Budget cuts across the nation, not to mention the concerns of animal rights activists, are threatening the age old institution of mounted police officers.

The New York Times notes that police horses are seen as a “costly bit of sentimentality” that need to be reevaluated during economic crisis.  It’s hard not to be sentimental when looking at these historic photos.

“Mounted Police at the Capital 1950”

“St. Patrick’s Day Parade Boston 1974”

“Chicago Mounted Police 1909”

“San Francisco Mounted Policemen 1920-1929”

“Seattle Police Mounted Squad 1912”

“It seems like horses are always among the first to go when it comes to budget cuts,” said Mitchel P. Roth, a professor of criminology at Sam Houston State University in Huntsville, Texas.  Unfortunately that was the case when Napoleon (pictured below) lost his job, along with five other horses, when Charleston, South Carolina retired their mounted unit in 2011.

“Officers in the mounted unit, by necessity, spent a couple of hours of each shift getting their horses ready, traveling with their mounts to their posts and then getting them bedded down. They rarely spent eight hours on patrol.  When we started to look at that, it was a lot less expensive for us to operate bicycles and electric vehicles and other things than it was to maintain the housing and feed and care for the animals,” Charleston’s police chief, Gregory Mullen, said to NY Times.  The city reported they could save $250,000 annually by shutting down horse operations.

The mounted units in San Diego; Tulsa, Okla.; Camden, N.J.; Newark; and Boston, whose police horses dated to the 19th century and were regulars at Fenway Park have also closed their stable doors.

“Boston Mounted Police at 1912 World Series”

Portland, Oregon recently ran a poll on whether or not they should continue to pay for their mounted police.  The survey participants overwhelmingly voted yes (78.69%) and yet the city is still threatening to end the unit, hoping to save $860,000 annually in the process.

The city officials are correct on one count…horses are expensive.  Many police units rely on horse donations but still the training per horse can cost upwards of $8,000.

“We’ll have helicopters hovering above their heads, shooting from horseback, having horses go through flare patterns,” says LA County’s Sheriff’s Sergeant Haertsch says. “It’s not natural for a horse to do that. They have to be trained to be able to do that. We need training for horses, for officers, and for the unit as a whole.”

The Atlantic Cities reports when Haertsch first joined L.A.’s mounted unit part-time in 1996, he had to buy his own horse, pay a monthly fee, and provide his own saddle and trailer. Though the department now provides the gear, deputies still have to help pay a horses’ stabling costs. “The department pays for the radio car,” Haertsch says, “but not for a horse.  This is where it takes very dedicated individuals to do this job, because they have a lot of responsibility.”

The North American Mounted Unit Commanders’ Association’s #1 goal is to prove that horses are relevant to a 21st century police force.
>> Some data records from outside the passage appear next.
//! # News Deduplicator
//! Filters a batch of provider candidates against a bounded history of
//! already-notified items. Two suppression layers:
//!   1. identity: the item's key (URL hash) was seen before — O(1) set lookup.
//!   2. near-duplicate: title similarity >= cutoff against any history entry
//!      or an earlier-kept candidate from the same batch.
//!
//! Invariant: no two items in the updated history are mutual near-duplicates;
//! re-running the same batch after a successful filter yields an empty kept
//! set.

use std::collections::{HashSet, VecDeque};

use chrono::{DateTime, Duration, Utc};
use serde::{Deserialize, Serialize};
use sha2::{Digest, Sha256};

use crate::similarity::{SimilarityScorer, TokenSetScorer};

/// Near-duplicate cutoff used by the original bot for headline filtering.
pub const DEFAULT_SIMILARITY_CUTOFF: f32 = 0.60;

pub const DEFAULT_HISTORY_CAP: usize = 100;
pub const DEFAULT_HISTORY_MAX_AGE_SECS: i64 = 48 * 3600;

/// One candidate article. Immutable once created.
#[derive(Debug, Clone, Serialize, Deserialize, PartialEq)]
pub struct NewsItem {
    /// Identity key, derived from the URL (or source+title when absent).
    pub id: String,
    pub title: String,
    pub url: Option<String>,
    pub source: String,
    pub published_at: DateTime<Utc>,
    /// The tracked keyword this item matched.
    pub keyword: String,
}

impl NewsItem {
    pub fn new(
        source: impl Into<String>,
        title: impl Into<String>,
        url: Option<String>,
        published_at: DateTime<Utc>,
        keyword: impl Into<String>,
    ) -> Self {
        let source = source.into();
        let title = title.into();
        let id = match url.as_deref() {
            Some(u) => identity_key(u),
            None => identity_key(&format!("{source}\n{title}")),
        };
        Self {
            id,
            title,
            url,
            source,
            published_at,
            keyword: keyword.into(),
        }
    }
}

fn identity_key(input: &str) -> String {
    format!("{:x}", Sha256::digest(input.as_bytes()))
}

#[derive(Debug, Clone, Serialize, Deserialize, PartialEq)]
struct SeenEntry {
    item: NewsItem,
    recorded_at: DateTime<Utc>,
}

/// Bounded rolling history of kept items for one keyword.
///
/// Oldest entries are evicted past the size cap or the age window. The id
/// set is an index over `entries` and is rebuilt on deserialization.
#[derive(Debug, Clone, Serialize, Deserialize)]
#[serde(from = "HistorySnapshot", into = "HistorySnapshot")]
pub struct SeenHistory {
    entries: VecDeque<SeenEntry>,
    ids: HashSet<String>,
    cap: usize,
    max_age: Duration,
}

impl Default for SeenHistory {
    fn default() -> Self {
        Self::new(DEFAULT_HISTORY_CAP, DEFAULT_HISTORY_MAX_AGE_SECS)
    }
}

impl SeenHistory {
    pub fn new(cap: usize, max_age_secs: i64) -> Self {
        Self {
            entries: VecDeque::new(),
            ids: HashSet::new(),
            cap: cap.max(1),
            max_age: Duration::seconds(max_age_secs.max(1)),
        }
    }

    pub fn len(&self) -> usize {
        self.entries.len()
    }

    pub fn is_empty(&self) -> bool {
        self.entries.is_empty()
    }

    pub fn contains_id(&self, id: &str) -> bool {
        self.ids.contains(id)
    }

    pub fn titles(&self) -> impl Iterator<Item = &str> {
        self.entries.iter().map(|e| e.item.title.as_str())
    }

    fn push(&mut self, item: NewsItem, now: DateTime<Utc>) {
        self.ids.insert(item.id.clone());
        self.entries.push_back(SeenEntry {
            item,
            recorded_at: now,
        });
        while self.entries.len() > self.cap {
            if let Some(old) = self.entries.pop_front() {
                self.ids.remove(&old.item.id);
            }
        }
    }

    /// Re-apply configured bounds to a restored history. A tighter cap
    /// evicts the oldest excess entries immediately; a tighter age window
    /// takes effect on the next `filter_new`.
    pub fn set_bounds(&mut self, cap: usize, max_age_secs: i64) {
        self.cap = cap.max(1);
        self.max_age = Duration::seconds(max_age_secs.max(1));
        while self.entries.len() > self.cap {
            if let Some(old) = self.entries.pop_front() {
                self.ids.remove(&old.item.id);
            }
        }
    }

    fn evict_old(&mut self, now: DateTime<Utc>) {
        while let Some(front) = self.entries.front() {
            if now.signed_duration_since(front.recorded_at) > self.max_age {
                let old = self.entries.pop_front().expect("front checked");
                self.ids.remove(&old.item.id);
            } else {
                break;
            }
        }
    }
}

/// Wire shape for the store; the id index is derived, not persisted.
#[derive(Debug, Clone, Serialize, Deserialize)]
struct HistorySnapshot {
    entries: Vec<SeenEntry>,
    cap: usize,
    max_age_secs: i64,
}

impl From<HistorySnapshot> for SeenHistory {
    fn from(s: HistorySnapshot) -> Self {
        let ids = s.entries.iter().map(|e| e.item.id.clone()).collect();
        Self {
            entries: s.entries.into(),
            ids,
            cap: s.cap.max(1),
            max_age: Duration::seconds(s.max_age_secs.max(1)),
        }
    }
}

impl From<SeenHistory> for HistorySnapshot {
    fn from(h: SeenHistory) -> Self {
        Self {
            entries: h.entries.into(),
            cap: h.cap,
            max_age_secs: h.max_age.num_seconds(),
        }
    }
}

/// Batch filter over candidates for one keyword.
pub struct Deduplicator {
    scorer: Box<dyn SimilarityScorer>,
    cutoff: f32,
}

impl Default for Deduplicator {
    fn default() -> Self {
        Self::new(Box::new(TokenSetScorer), DEFAULT_SIMILARITY_CUTOFF)
    }
}

impl Deduplicator {
    pub fn new(scorer: Box<dyn SimilarityScorer>, cutoff: f32) -> Self {
        Self {
            scorer,
            cutoff: cutoff.clamp(0.0, 1.0),
        }
    }

    pub fn cutoff(&self) -> f32 {
        self.cutoff
    }

    /// Keep only unseen, non-near-duplicate candidates; append them to the
    /// history. Relative input order is preserved; on near-duplicate ties the
    /// first-encountered candidate wins.
    pub fn filter_new(
        &self,
        now: DateTime<Utc>,
        candidates: Vec<NewsItem>,
        history: &mut SeenHistory,
    ) -> Vec<NewsItem> {
        history.evict_old(now);

        let mut kept: Vec<NewsItem> = Vec::new();
        'cand: for cand in candidates {
            if history.contains_id(&cand.id) || kept.iter().any(|k| k.id == cand.id) {
                continue;
            }
            for seen_title in history.titles() {
                if self.scorer.score(&cand.title, seen_title) >= self.cutoff {
                    tracing::debug!(title = %cand.title, "near-duplicate of history, dropped");
                    continue 'cand;
                }
            }
            for earlier in &kept {
                if self.scorer.score(&cand.title, &earlier.title) >= self.cutoff {
                    tracing::debug!(title = %cand.title, "near-duplicate within batch, dropped");
                    continue 'cand;
                }
            }
            kept.push(cand);
        }

        for item in &kept {
            history.push(item.clone(), now);
        }
        kept
    }
}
Jim Ruiz, a retired New Orleans mounted police officer and an associate professor of criminal justice at Penn State University Harrisburg said to The Atlantic Cities, “In major urban areas, a mounted division is one of the best tools available.  We used to have an axiom in mounted, ‘If you run from us, you’ll only go to jail tired.”

And then there is the public appeal.  Mounted officers bring back childhood memories of the Lone Ranger and Dudley Do-Right.  The Atlantic Cities writes that passersby will come up and pet the horse and talk about what’s going on in the neighborhood. As Ruiz puts it, “You may have the biggest jerk in uniform, but all the public sees is the horse.”

Close to my own home, the Houston Mounted Police regularly speak at schools and other public engagements.  Were it not for their cute horse partners would the public be as interested in their message?  On a side, this unit is very actively involved with Natural Horsemanship and every single horse on the force operates barefoot.

Texan Star’s “bad guy face”

Officer Sokoloski and Texan Star

So what do you think Horse Nation, are mounted police still viable crime fighters or are they a thing of the past?

Go Riding!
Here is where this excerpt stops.